Chapter 9 — Sasha Yakovleva

For a second Sasha's world collapsed into a soft, slow slide—noise muted, colors smeared, and the elevator of panic dropped. Then she felt the clamp of arms, solid and warm and shockingly human. The Afterlife's memory—the clinical cold of the Biotech lab, the hiss of the ripper, the taste of blood—faded into the taut focus of the moment: someone was holding her.

Adrian. Solid, smelling of rain and ozone and something like cigarettes and laundry. He had the kind of grip that meant he'd planned the arc of the fall, and then planned how to survive it. The city rattled and screamed below them. Sasha's first clear thought was stupid and small: she could feel the thud of his heartbeat through the jacket.

Then the HUD pinged in his peripheral vision like a vindictive game reminder.

> [Mission Update]

[Primary Objective: Modified — Rescue Sasha Yakovleva]

[Do you accept the mission?]

[Accept / Reject]

Adrian didn't hesitate.

> [Accepted Mission — Rescue]

Danger Level: Medium

Mission: Extract Sasha Yakovleva from Biotech custody; alter status to living.

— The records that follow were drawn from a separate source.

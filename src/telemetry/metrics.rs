use std::{sync::Arc, time::Instant};

use kube::{Resource, ResourceExt};
use opentelemetry::trace::TraceId;
use prometheus_client::{
    encoding::EncodeLabelSet,
    metrics::{counter::Counter, family::Family, gauge::Gauge, histogram::Histogram},
    registry::{Registry, Unit},
};
use tracing::debug;

use crate::Error;

#[derive(Clone)]
pub struct Metrics {
    pub registry: Arc<Registry>,
    pub reconcile: ReconcileMetrics,
    pub storage: StorageMetrics,
}

impl Default for Metrics {
    fn default() -> Self {
        let mut registry = Registry::with_prefix("rook_operator");
        let reconcile = ReconcileMetrics::default().register(&mut registry);
        let storage = StorageMetrics::default().register(&mut registry);
        Self {
            registry: Arc::new(registry),
            reconcile,
            storage,
        }
    }
}

#[derive(Clone, Hash, PartialEq, Eq, EncodeLabelSet, Debug, Default)]
pub struct ControllerLabels {
    pub controller: String,
}

#[derive(Clone, Hash, PartialEq, Eq, EncodeLabelSet, Debug, Default)]
pub struct ErrorLabels {
    pub controller: String,
    pub instance: String,
    pub error: String,
}

#[derive(Clone)]
pub struct ReconcileMetrics {
    pub runs: Family<ControllerLabels, Counter>,
    pub failures: Family<ErrorLabels, Counter>,
    pub duration: Family<ControllerLabels, Histogram>,
}

impl Default for ReconcileMetrics {
    fn default() -> Self {
        Self {
            runs: Family::<ControllerLabels, Counter>::default(),
            failures: Family::<ErrorLabels, Counter>::default(),
            duration: Family::<ControllerLabels, Histogram>::new_with_constructor(|| {
                Histogram::new([0.01, 0.1, 0.25, 0.5, 1., 5., 15., 60., 300.].into_iter())
            }),
        }
    }
}

impl ReconcileMetrics {
    pub fn register(self, r: &mut Registry) -> Self {
        r.register_with_unit(
            "reconcile_duration",
            "reconcile duration",
            Unit::Seconds,
            self.duration.clone(),
        );
        r.register("reconcile_failures", "reconciliation errors", self.failures.clone());
        r.register("reconcile_runs", "reconciliations", self.runs.clone());
        self
    }

    pub fn set_failure<K: Resource<DynamicType = ()>>(&self, obj: &K, e: &Error) {
        self.failures
            .get_or_create(&ErrorLabels {
                controller: K::kind(&()).to_string(),
                instance: obj.name_any(),
                error: e.metric_label(),
            })
            .inc();
    }

    pub fn count_and_measure<K: Resource<DynamicType = ()>>(
        &self,
        _obj: &K,
        trace_id: &TraceId,
    ) -> ReconcileMeasurer {
        let labels = ControllerLabels {
            controller: K::kind(&()).to_string(),
        };
        self.runs.get_or_create(&labels).inc();
        ReconcileMeasurer {
            start: Instant::now(),
            trace_id: *trace_id,
            metric: self.duration.get_or_create(&labels).clone(),
        }
    }
}

/// Records the reconcile duration when dropped.
pub struct ReconcileMeasurer {
    start: Instant,
    trace_id: TraceId,
    metric: Histogram,
}

impl Drop for ReconcileMeasurer {
    fn drop(&mut self) {
        #[allow(clippy::cast_precision_loss)]
        let duration = self.start.elapsed().as_millis() as f64 / 1000.0;
        if self.trace_id != TraceId::INVALID {
            debug!(trace_id = %self.trace_id, duration, "reconcile finished");
        }
        self.metric.observe(duration);
    }
}

#[derive(Clone, Hash, PartialEq, Eq, EncodeLabelSet, Debug, Default)]
pub struct ClusterLabels {
    pub namespace: String,
}

#[derive(Clone, Hash, PartialEq, Eq, EncodeLabelSet, Debug, Default)]
pub struct OutcomeLabels {
    pub outcome: String,
}

/// Gauges and counters describing the storage cluster itself.
#[derive(Clone, Default)]
pub struct StorageMetrics {
    pub mons_in_quorum: Family<ClusterLabels, Gauge>,
    pub mon_failovers: Family<ClusterLabels, Counter>,
    pub osd_orchestrations: Family<OutcomeLabels, Counter>,
    pub attachments: Family<OutcomeLabels, Counter>,
}

impl StorageMetrics {
    pub fn register(self, r: &mut Registry) -> Self {
        r.register("mons_in_quorum", "monitors currently in quorum", self.mons_in_quorum.clone());
        r.register("mon_failovers", "monitors replaced after leaving quorum", self.mon_failovers.clone());
        r.register(
            "osd_orchestrations",
            "per-node osd orchestrations by final status",
            self.osd_orchestrations.clone(),
        );
        r.register("volume_attachments", "attach requests by outcome", self.attachments.clone());
        self
    }

    pub fn quorum_size(&self, namespace: &str, size: usize) {
        self.mons_in_quorum
            .get_or_create(&ClusterLabels {
                namespace: namespace.to_string(),
            })
            .set(size as i64);
    }

    pub fn failover(&self, namespace: &str) {
        self.mon_failovers
            .get_or_create(&ClusterLabels {
                namespace: namespace.to_string(),
            })
            .inc();
    }

    pub fn orchestration(&self, outcome: &str) {
        self.osd_orchestrations
            .get_or_create(&OutcomeLabels {
                outcome: outcome.to_string(),
            })
            .inc();
    }

    pub fn attachment(&self, outcome: &str) {
        self.attachments
            .get_or_create(&OutcomeLabels {
                outcome: outcome.to_string(),
            })
            .inc();
    }
}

Mission Reward: Random Attribute +0.10, unlock one random skill.

He felt the panel blink, then fold away like an obedient shadow. Later there would be time to check rewards. Right now there was wind and weight and the staccato rattle of security bots closing in.

"Hold on tight," Adrian said, voice tight with something that wasn't bravado. "If you fall, you're dead."

Sasha's laugh came out like a broken bell. "Optimistic, aren't we?"

He slung her over his shoulder with an efficiency that surprised even him. One hand steadied her waist, the other snapped Lizzie, the Lizzie's-model pistol, from its holster. He'd practiced that movement for nights when he'd thought it would only be a flex. Tonight it had teeth.

Security bots opened fire. The ceiling exploded into a fan of sparks and concrete dust. Adrian tracked the trajectories with a predator's calm he hadn't known he had, muscles translating the math of angles into motion. He launched himself away from the doorway in a single bounded arc—four meters, maybe more—throwing his form like a rock through the smoke.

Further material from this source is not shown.